• **WHAT THE TASK REQUIRES**
Extract every line from the records below that contains the word "models".

※ ※ ※

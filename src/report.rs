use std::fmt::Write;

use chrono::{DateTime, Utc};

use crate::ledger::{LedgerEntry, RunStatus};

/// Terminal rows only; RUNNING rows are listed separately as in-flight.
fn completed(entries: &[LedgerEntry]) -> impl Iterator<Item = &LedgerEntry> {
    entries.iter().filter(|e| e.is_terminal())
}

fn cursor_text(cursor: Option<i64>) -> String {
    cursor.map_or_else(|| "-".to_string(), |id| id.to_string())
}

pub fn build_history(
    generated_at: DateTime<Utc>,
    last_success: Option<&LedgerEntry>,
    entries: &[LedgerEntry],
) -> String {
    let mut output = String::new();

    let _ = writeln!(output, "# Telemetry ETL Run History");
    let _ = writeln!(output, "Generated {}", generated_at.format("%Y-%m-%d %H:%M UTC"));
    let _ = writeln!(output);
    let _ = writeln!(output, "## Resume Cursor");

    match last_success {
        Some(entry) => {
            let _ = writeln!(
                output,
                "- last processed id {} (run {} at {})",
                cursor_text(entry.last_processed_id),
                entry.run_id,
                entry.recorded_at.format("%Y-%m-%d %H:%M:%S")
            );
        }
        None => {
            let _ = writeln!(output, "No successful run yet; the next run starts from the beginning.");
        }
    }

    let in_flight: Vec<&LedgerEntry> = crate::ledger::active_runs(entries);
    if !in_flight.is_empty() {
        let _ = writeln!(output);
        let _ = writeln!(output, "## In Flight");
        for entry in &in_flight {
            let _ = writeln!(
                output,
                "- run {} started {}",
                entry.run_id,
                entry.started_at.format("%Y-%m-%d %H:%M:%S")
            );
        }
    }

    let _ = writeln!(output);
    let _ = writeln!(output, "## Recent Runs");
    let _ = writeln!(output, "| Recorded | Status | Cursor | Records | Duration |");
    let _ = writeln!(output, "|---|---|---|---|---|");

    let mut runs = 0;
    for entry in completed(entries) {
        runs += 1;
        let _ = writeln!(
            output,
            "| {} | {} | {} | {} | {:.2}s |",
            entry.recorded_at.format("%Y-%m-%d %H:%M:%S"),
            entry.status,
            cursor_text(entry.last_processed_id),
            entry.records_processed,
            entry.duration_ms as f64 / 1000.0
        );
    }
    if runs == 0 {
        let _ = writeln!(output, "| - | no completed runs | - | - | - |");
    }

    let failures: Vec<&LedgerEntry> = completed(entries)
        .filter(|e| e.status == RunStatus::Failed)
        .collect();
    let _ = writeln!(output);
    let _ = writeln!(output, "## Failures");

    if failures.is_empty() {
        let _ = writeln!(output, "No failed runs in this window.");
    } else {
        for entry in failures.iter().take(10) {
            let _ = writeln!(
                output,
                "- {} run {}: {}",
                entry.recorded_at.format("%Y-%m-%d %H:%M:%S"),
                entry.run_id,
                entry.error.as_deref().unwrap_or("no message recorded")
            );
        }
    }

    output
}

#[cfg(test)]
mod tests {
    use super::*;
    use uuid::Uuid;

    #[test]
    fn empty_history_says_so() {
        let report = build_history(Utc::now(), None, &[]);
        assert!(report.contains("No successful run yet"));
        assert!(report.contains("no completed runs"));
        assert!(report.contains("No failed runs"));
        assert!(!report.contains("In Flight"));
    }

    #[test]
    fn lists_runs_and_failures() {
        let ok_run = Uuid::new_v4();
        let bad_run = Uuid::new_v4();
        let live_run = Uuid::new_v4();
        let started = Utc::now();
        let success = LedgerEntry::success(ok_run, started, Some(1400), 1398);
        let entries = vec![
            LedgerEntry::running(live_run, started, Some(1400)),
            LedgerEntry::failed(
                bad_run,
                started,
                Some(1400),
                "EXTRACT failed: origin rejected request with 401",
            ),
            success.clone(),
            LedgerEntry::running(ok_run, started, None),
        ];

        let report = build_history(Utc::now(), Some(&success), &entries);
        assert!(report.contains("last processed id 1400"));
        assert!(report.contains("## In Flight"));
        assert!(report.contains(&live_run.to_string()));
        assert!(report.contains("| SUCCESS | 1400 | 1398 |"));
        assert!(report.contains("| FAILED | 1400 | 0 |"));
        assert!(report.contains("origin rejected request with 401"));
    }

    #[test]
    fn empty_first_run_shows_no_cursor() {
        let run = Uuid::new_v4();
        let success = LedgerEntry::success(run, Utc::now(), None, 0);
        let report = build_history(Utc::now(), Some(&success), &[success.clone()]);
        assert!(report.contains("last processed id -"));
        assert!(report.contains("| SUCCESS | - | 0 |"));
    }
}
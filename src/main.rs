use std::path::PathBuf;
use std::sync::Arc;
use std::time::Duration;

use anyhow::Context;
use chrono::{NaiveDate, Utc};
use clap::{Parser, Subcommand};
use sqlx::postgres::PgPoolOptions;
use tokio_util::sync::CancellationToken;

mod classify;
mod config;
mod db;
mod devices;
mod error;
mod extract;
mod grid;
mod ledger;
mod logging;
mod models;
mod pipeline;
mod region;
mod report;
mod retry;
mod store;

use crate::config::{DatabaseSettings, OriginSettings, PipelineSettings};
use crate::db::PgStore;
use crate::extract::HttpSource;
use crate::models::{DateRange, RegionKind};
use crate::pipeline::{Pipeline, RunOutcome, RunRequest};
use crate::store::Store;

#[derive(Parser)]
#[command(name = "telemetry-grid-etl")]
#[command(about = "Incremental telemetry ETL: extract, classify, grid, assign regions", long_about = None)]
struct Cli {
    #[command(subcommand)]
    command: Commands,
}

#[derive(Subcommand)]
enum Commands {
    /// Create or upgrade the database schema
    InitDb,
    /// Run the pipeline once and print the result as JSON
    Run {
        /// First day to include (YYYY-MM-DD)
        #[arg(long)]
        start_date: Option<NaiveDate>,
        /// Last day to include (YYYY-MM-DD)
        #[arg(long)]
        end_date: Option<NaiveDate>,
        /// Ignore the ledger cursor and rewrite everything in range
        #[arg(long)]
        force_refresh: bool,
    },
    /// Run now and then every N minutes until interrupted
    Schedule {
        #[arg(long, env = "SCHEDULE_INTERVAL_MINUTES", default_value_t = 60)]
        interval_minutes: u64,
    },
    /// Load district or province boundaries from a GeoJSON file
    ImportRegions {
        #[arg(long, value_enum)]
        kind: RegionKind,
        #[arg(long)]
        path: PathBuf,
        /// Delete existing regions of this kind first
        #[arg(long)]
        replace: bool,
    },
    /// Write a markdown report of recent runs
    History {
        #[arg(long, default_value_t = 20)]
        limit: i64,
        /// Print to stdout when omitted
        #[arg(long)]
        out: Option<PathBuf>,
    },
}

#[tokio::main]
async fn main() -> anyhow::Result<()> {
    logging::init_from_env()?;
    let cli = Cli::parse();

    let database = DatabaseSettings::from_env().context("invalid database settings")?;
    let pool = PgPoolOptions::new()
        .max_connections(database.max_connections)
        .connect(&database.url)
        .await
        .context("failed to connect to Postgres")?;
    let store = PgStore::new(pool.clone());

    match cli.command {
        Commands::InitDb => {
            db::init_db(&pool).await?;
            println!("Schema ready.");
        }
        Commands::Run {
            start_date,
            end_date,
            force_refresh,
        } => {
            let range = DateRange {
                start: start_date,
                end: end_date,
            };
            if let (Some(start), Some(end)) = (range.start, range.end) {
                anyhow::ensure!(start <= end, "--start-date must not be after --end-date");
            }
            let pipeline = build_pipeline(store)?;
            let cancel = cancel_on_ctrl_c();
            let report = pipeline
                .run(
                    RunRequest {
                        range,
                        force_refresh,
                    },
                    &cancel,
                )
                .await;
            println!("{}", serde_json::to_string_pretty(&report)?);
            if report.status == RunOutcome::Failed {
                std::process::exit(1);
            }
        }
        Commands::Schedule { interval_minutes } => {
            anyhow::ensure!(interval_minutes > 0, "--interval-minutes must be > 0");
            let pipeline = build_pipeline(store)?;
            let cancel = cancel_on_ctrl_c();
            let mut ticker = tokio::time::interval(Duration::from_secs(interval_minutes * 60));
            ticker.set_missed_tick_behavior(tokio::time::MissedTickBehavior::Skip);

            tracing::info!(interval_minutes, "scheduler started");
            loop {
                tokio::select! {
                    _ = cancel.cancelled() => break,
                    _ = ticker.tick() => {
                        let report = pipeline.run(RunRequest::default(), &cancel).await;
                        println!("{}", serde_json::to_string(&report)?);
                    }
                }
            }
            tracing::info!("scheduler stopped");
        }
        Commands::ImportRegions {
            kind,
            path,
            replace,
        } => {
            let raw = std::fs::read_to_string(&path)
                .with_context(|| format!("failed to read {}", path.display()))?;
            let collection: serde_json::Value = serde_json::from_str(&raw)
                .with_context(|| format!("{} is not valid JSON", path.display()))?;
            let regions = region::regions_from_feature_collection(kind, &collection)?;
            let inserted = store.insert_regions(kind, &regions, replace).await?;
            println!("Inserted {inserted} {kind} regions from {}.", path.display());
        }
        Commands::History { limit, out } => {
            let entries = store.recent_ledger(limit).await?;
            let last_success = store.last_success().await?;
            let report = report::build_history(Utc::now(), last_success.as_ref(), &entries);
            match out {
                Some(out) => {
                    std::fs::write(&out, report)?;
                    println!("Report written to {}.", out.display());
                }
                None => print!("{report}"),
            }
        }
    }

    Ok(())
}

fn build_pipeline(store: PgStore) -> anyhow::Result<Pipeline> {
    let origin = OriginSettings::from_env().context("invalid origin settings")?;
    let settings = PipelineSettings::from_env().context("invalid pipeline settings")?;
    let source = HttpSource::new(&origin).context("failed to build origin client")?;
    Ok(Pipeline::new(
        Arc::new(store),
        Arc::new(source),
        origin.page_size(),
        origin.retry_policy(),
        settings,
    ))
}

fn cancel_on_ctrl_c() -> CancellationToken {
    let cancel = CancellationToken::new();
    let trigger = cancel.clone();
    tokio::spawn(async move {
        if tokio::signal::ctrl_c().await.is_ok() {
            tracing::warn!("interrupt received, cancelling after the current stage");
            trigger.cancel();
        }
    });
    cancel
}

※ ※ ※

• **SOLVED EXERCISE**
mod models;
use crate::models::{DateRange, RegionKind};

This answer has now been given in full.